▼▼▼

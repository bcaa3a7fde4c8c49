use anyhow::Context;
use tokio::net::TcpListener;
use tracing::{info, warn};
use tracing_subscriber::{fmt, prelude::*, EnvFilter};

use todo_server::{store, AppConfig, AppState, TodoService};

fn init_tracing() {
    let env_filter = EnvFilter::try_from_default_env()
        .or_else(|_| EnvFilter::try_new("info"))
        .unwrap_or_else(|_| EnvFilter::new("warn"));

    tracing_subscriber::registry()
        .with(fmt::layer())
        .with(env_filter)
        .init();
}

async fn shutdown_signal() {
    match tokio::signal::ctrl_c().await {
        Ok(()) => info!("shutdown requested"),
        Err(e) => {
            warn!(error = %e, "failed to listen for ctrl-c; running until killed");
            std::future::pending::<()>().await;
        }
    }
}

#[tokio::main]
async fn main() -> anyhow::Result<()> {
    init_tracing();

    let config = AppConfig::load().context("failed to load configuration")?;
    let store = store::open(&config.store).context("failed to open todo store")?;
    let state = AppState::new(TodoService::new(store), &config.environment);

    let addr = config.server_address();
    let listener = TcpListener::bind(&addr)
        .await
        .with_context(|| format!("failed to bind {addr}"))?;
    info!(%addr, backend = ?config.store.backend, environment = %config.environment, "listening");

    todo_server::serve(listener, state, shutdown_signal()).await?;
    info!("server stopped");
    Ok(())
}
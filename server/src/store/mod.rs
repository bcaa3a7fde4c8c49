//! Persistence for todo records.
//!
//! # Design
//! `TodoStore` is the only thing the service knows about storage. It is
//! handed to `TodoService::new` as an `Arc<dyn TodoStore>`, so the backend
//! is picked once at startup and nothing else holds global state.
//!
//! Read-modify-write goes through `modify`, which applies a mutation while
//! the backend holds its lock (memory) or transaction (SQLite). Toggle and
//! update are therefore atomic per record.

use std::path::PathBuf;
use std::sync::Arc;

use async_trait::async_trait;
use chrono::{DateTime, Utc};
use todo_core::{Priority, Todo};

use crate::config::{StoreBackend, StoreConfig};

pub mod memory;
pub mod sqlite;

pub use memory::MemoryStore;
pub use sqlite::SqliteStore;

/// A change applied to one stored record.
///
/// The store restores `id` and `created_at` afterwards and stamps
/// `updated_at`, so a mutation cannot touch them.
pub type Mutation = Box<dyn FnOnce(&mut Todo) + Send>;

/// Fields of a record that does not exist yet. New records are always
/// incomplete; the store assigns `id` and both timestamps.
#[derive(Debug, Clone, PartialEq, Eq)]
pub struct NewTodo {
    pub title: String,
    pub description: Option<String>,
    pub priority: Priority,
    pub due_date: Option<DateTime<Utc>>,
}

/// Selection for `TodoStore::query`. Results are always ordered by id.
#[derive(Debug, Clone, PartialEq, Eq)]
pub enum TodoQuery {
    All,
    Completed(bool),
    /// Case-insensitive substring match on the title.
    TitleContains(String),
    Priority(Priority),
    /// Incomplete records whose due date is set and not after the instant.
    DueBy(DateTime<Utc>),
}

impl TodoQuery {
    pub fn matches(&self, todo: &Todo) -> bool {
        match self {
            TodoQuery::All => true,
            TodoQuery::Completed(completed) => todo.completed == *completed,
            TodoQuery::TitleContains(needle) => todo.title.to_lowercase().contains(&needle.to_lowercase()),
            TodoQuery::Priority(priority) => todo.priority == *priority,
            TodoQuery::DueBy(threshold) => {
                !todo.completed && todo.due_date.is_some_and(|due| due <= *threshold)
            }
        }
    }
}

#[derive(Debug, thiserror::Error)]
pub enum StoreError {
    #[error("sqlite error: {0}")]
    Sqlite(#[from] rusqlite::Error),

    #[error("failed to prepare database directory {}: {source}", .path.display())]
    Directory {
        path: PathBuf,
        #[source]
        source: std::io::Error,
    },
}

#[async_trait]
pub trait TodoStore: Send + Sync {
    async fn insert(&self, todo: NewTodo) -> Result<Todo, StoreError>;

    async fn find(&self, id: i64) -> Result<Option<Todo>, StoreError>;

    /// Apply `mutation` to the record with `id` and persist it. Returns
    /// `None` without calling the mutation if the record does not exist.
    async fn modify(&self, id: i64, mutation: Mutation) -> Result<Option<Todo>, StoreError>;

    async fn query(&self, query: TodoQuery) -> Result<Vec<Todo>, StoreError>;

    /// Number of records, optionally restricted to one completion state.
    async fn count(&self, completed: Option<bool>) -> Result<u64, StoreError>;

    /// Returns whether a record was removed.
    async fn remove(&self, id: i64) -> Result<bool, StoreError>;

    /// Remove every record, or every record in one completion state.
    /// Returns the number removed.
    async fn remove_where(&self, completed: Option<bool>) -> Result<u64, StoreError>;
}

/// Open the backend named by the configuration.
pub fn open(config: &StoreConfig) -> Result<Arc<dyn TodoStore>, StoreError> {
    let store: Arc<dyn TodoStore> = match (config.backend, &config.path) {
        (StoreBackend::Memory, _) => Arc::new(MemoryStore::new()),
        (StoreBackend::Sqlite, Some(path)) => Arc::new(SqliteStore::open(path)?),
        (StoreBackend::Sqlite, None) => Arc::new(SqliteStore::open_in_memory()?),
    };
    Ok(store)
}
use std::collections::BTreeMap;

use async_trait::async_trait;
use chrono::Utc;
use todo_core::Todo;
use tokio::sync::RwLock;

use super::{Mutation, NewTodo, StoreError, TodoQuery, TodoStore};

/// Volatile store backed by an ordered map. Ids come from a counter that
/// never goes backwards, so removed ids are not handed out again.
#[derive(Debug, Default)]
pub struct MemoryStore {
    table: RwLock<Table>,
}

#[derive(Debug, Default)]
struct Table {
    rows: BTreeMap<i64, Todo>,
    last_id: i64,
}

impl MemoryStore {
    pub fn new() -> Self {
        Self::default()
    }
}

#[async_trait]
impl TodoStore for MemoryStore {
    async fn insert(&self, todo: NewTodo) -> Result<Todo, StoreError> {
        let mut table = self.table.write().await;
        table.last_id += 1;
        let now = Utc::now();
        let todo = Todo {
            id: table.last_id,
            title: todo.title,
            description: todo.description,
            completed: false,
            priority: todo.priority,
            due_date: todo.due_date,
            created_at: now,
            updated_at: now,
        };
        table.rows.insert(todo.id, todo.clone());
        Ok(todo)
    }

    async fn find(&self, id: i64) -> Result<Option<Todo>, StoreError> {
        Ok(self.table.read().await.rows.get(&id).cloned())
    }

    async fn modify(&self, id: i64, mutation: Mutation) -> Result<Option<Todo>, StoreError> {
        let mut table = self.table.write().await;
        let Some(todo) = table.rows.get_mut(&id) else {
            return Ok(None);
        };
        let created_at = todo.created_at;
        mutation(&mut *todo);
        todo.id = id;
        todo.created_at = created_at;
        todo.updated_at = Utc::now();
        Ok(Some(todo.clone()))
    }

    async fn query(&self, query: TodoQuery) -> Result<Vec<Todo>, StoreError> {
        let table = self.table.read().await;
        Ok(table.rows.values().filter(|todo| query.matches(todo)).cloned().collect())
    }

    async fn count(&self, completed: Option<bool>) -> Result<u64, StoreError> {
        let table = self.table.read().await;
        let count = match completed {
            None => table.rows.len(),
            Some(completed) => table.rows.values().filter(|todo| todo.completed == completed).count(),
        };
        Ok(count as u64)
    }

    async fn remove(&self, id: i64) -> Result<bool, StoreError> {
        Ok(self.table.write().await.rows.remove(&id).is_some())
    }

    async fn remove_where(&self, completed: Option<bool>) -> Result<u64, StoreError> {
        let mut table = self.table.write().await;
        let before = table.rows.len();
        match completed {
            None => table.rows.clear(),
            Some(completed) => table.rows.retain(|_, todo| todo.completed != completed),
        }
        Ok((before - table.rows.len()) as u64)
    }
}
//! Canned RV32I programs used by the diagnostics.
//!
//! Each program ends in `jal x0, 0` so the core parks once it is done.

use crate::common::Word;

/// Stores 0xAA at offset 0x200 from the program counter, then spins.
pub const STORE_BYTE: [Word; 4] = [
    0x0AA0_0513, // addi x10, x0, 0xAA
    0x2000_0597, // auipc x11, 0x20000
    0x00A5_8023, // sb x10, 0(x11)
    0x0000_006F, // jal x0, 0
];

/// Counts 0..256, storing each value to consecutive bytes, then spins.
pub const COUNTING_LOOP: [Word; 8] = [
    0x0000_0513, // addi x10, x0, 0
    0x1000_0593, // addi x11, x0, 256
    0x2000_0617, // auipc x12, 0x20000
    0x00A6_0023, // sb x10, 0(x12)
    0x0015_0513, // addi x10, x10, 1
    0x0016_0613, // addi x12, x12, 1
    0xFEB5_4CE3, // blt x10, x11, -8
    0x0000_006F, // jal x0, 0
];

/// Writes a "HELLO" pattern to memory, then spins.
pub const HELLO_WORLD: [Word; 7] = [
    0x4845_4537, // lui x10, 0x48454
    0xC4C5_0513, // addi x10, x10, -948
    0x4F00_0597, // auipc x11, 0x4F000
    0x2000_0617, // auipc x12, 0x20000
    0x00A6_2023, // sw x10, 0(x12)
    0x00B6_2223, // sw x11, 4(x12)
    0x0000_006F, // jal x0, 0
];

▲▲▲

Exercise: Go through the material and copy each line that contains "completion".

Solution to this problem:
    /// Number of records, optionally restricted to one completion state.
    /// Remove every record, or every record in one completion state.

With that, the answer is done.